しかしこれでは寸止めだ。 生殺しも甚だしい。 三郎太は元より答えを知っているのだから、いついかなる時に話題を止めようとも彼の中に在る答えは微塵の変化も来さない。 だけれど僕の方はと言えば、それこそ好物を目の前にして主人に待てと命ぜられたまま涎を垂らし続ける犬のようだ。 この調子だと彼からよしの号令も掛かりそうにない。 いわゆるおあずけを食らわされた僕は彼を正視し、
「そこまで言っておいてそれは無いよ三郎太。 教えてよ、気になるじゃないか」と、好奇心という名の鋭い牙を彼の喉元に突き立てた。
「いやいやいや! 俺もさっきはユキちゃんが以心伝心で分かってくれるものと思って言ったけど、さすがの俺でも女の子の前でそんな事言えるかよ! あ、さてはユキちゃん、ホントは分かってて俺にそんな事言わせようとしてるんだろー? ユキちゃんも人が悪いぜまったく」
いやいやいやと、是非こちらからも捲し立てたいものである。 そもそも僕は意図的に既知を嘯くなどという器用な芸当は心得て居ないのだから。 しかし、先の三郎太の口ぶりから察するに、これではいくら問答を迫ったところで彼は僕の言葉を受け入れる事は無いだろう。 ただ答がそこにあるのは判然としているのだから、好奇の権化たる今の僕は、柳の精神の彼を相手取る事すら吝かではないけれど、先程からしきりに女性女性と異性の目を気にかけている三郎太の態度がどうにも怪訝に思われたので、古谷さんの手前という事もあり、僕は彼の喉元に突き立てていた牙を引っ込めた。
「僕がそんな事する訳ないでしょ。 まぁ、三郎太がどうしても言いたくないんだったら仕方ないから諦めるよ」
「おう、そうしといてくれると助かる。 でも、今日あの先輩も言ってたけど、ユキちゃんって結構ウブなとこあるしなぁ、マジで知らなかったのかも」
「からかわないでよ三郎太、そう言われたの結構気にしてるんだから」
「お? 自覚してんのかよユキちゃん、こりゃいよいよ怪しいなぁ。 ――よし! 俺がユキちゃんを男にしてやるぜ! 今度俺がいいモノ貸してやるから楽しみにしてろよ!」
程よくからかわれつつ、何やら意味深な言葉を口にした三郎太は、何と僕を男にしてくれるというのだ。 僕の知らない男の世界を教えてくれるのであれば、それは願ってもない僥倖である。 普段ちゃらんぽらんな彼の言う事だからそれほど当てにも出来ないけれど、例え僅かでも僕の男への足掛かりになるのであれば何でも取り入れてやるさと胸中で息巻き、「期待してるよ」と待望の念を込めて彼に言い放った。 三郎太は「おう!」と自信満々に返事した。

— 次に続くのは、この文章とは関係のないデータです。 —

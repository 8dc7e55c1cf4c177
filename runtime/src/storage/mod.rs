//! Persistent storage engine.
//!
//! Values move through compress → chunk → encrypt on their way to the
//! sealed KV device, with a self-checking header per object. Reads verify
//! the header digest, every chunk digest and AEAD tag, and the declared
//! lengths before any plaintext is returned.
//!
//! ## Layout
//!
//! A value that fits one chunk is stored as `header ‖ chunk` under its
//! logical key. Larger values keep the header under the logical key and
//! chunk `i` under `<key>/<i>`.
//!
//! ## Concurrency
//!
//! One coarse mutex guards the pipeline and the plaintext cache; the
//! device serializes its own operations. Transactions stage writes in a
//! side table and apply them under the engine mutex at commit, so commits
//! are serializable and a key's visible state is always the last
//! committed write.

mod cache;
mod pipeline;

pub use pipeline::ObjectHeader;

use aes_gcm::aead::KeyInit;
use aes_gcm::Aes256Gcm;
use std::collections::HashMap;
use std::sync::atomic::{AtomicBool, AtomicU64, Ordering};
use std::sync::{Arc, Mutex};
use std::thread::JoinHandle;
use std::time::Duration;

use tracing::{debug, info, warn};

use crate::config::StorageConfig;
use crate::device::KvDevice;
use crate::error::{DeviceError, StorageError};
use cache::PlaintextCache;

/// Handle for an open transaction.
pub type TxId = u64;

struct EngineState {
    cache: Option<PlaintextCache>,
    /// Integrity failure counts per key, for audit escalation.
    integrity_failures: HashMap<String, u32>,
    integrity_alerts: Vec<String>,
}

#[derive(Default)]
struct TxBuffer {
    /// Staged operations in program order; `None` is a delete.
    writes: Vec<(String, Option<Vec<u8>>)>,
}

pub struct StorageEngine {
    device: Arc<dyn KvDevice>,
    cipher: Option<Aes256Gcm>,
    config: StorageConfig,
    state: Mutex<EngineState>,
    transactions: Mutex<HashMap<TxId, TxBuffer>>,
    next_tx: AtomicU64,
    flush_stop: Arc<AtomicBool>,
    flush_thread: Mutex<Option<JoinHandle<()>>>,
}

「何か面白そうですね、どんなものかは分からないけど私も見てみたいな」
先の三郎太の言い回しを傍で聞いていた古谷さんが何やら興味の深そうにそう言った。
「いや、悪いけど千佳ちゃんには絶対貸せない。 女の子にそんなの貸したって事が姉貴に知れたら多分ぶっ殺される……」
古谷さんは姉の存在に怯える三郎太を見て「三郎太くんの迷惑になりそうなので止めておきます」と、苦笑い気味に身を引いた。 それにしても、男には貸せて女には貸せなくて、それでいて男に近づけるモノ――消したはずの好奇の火は、また燻り始めていた。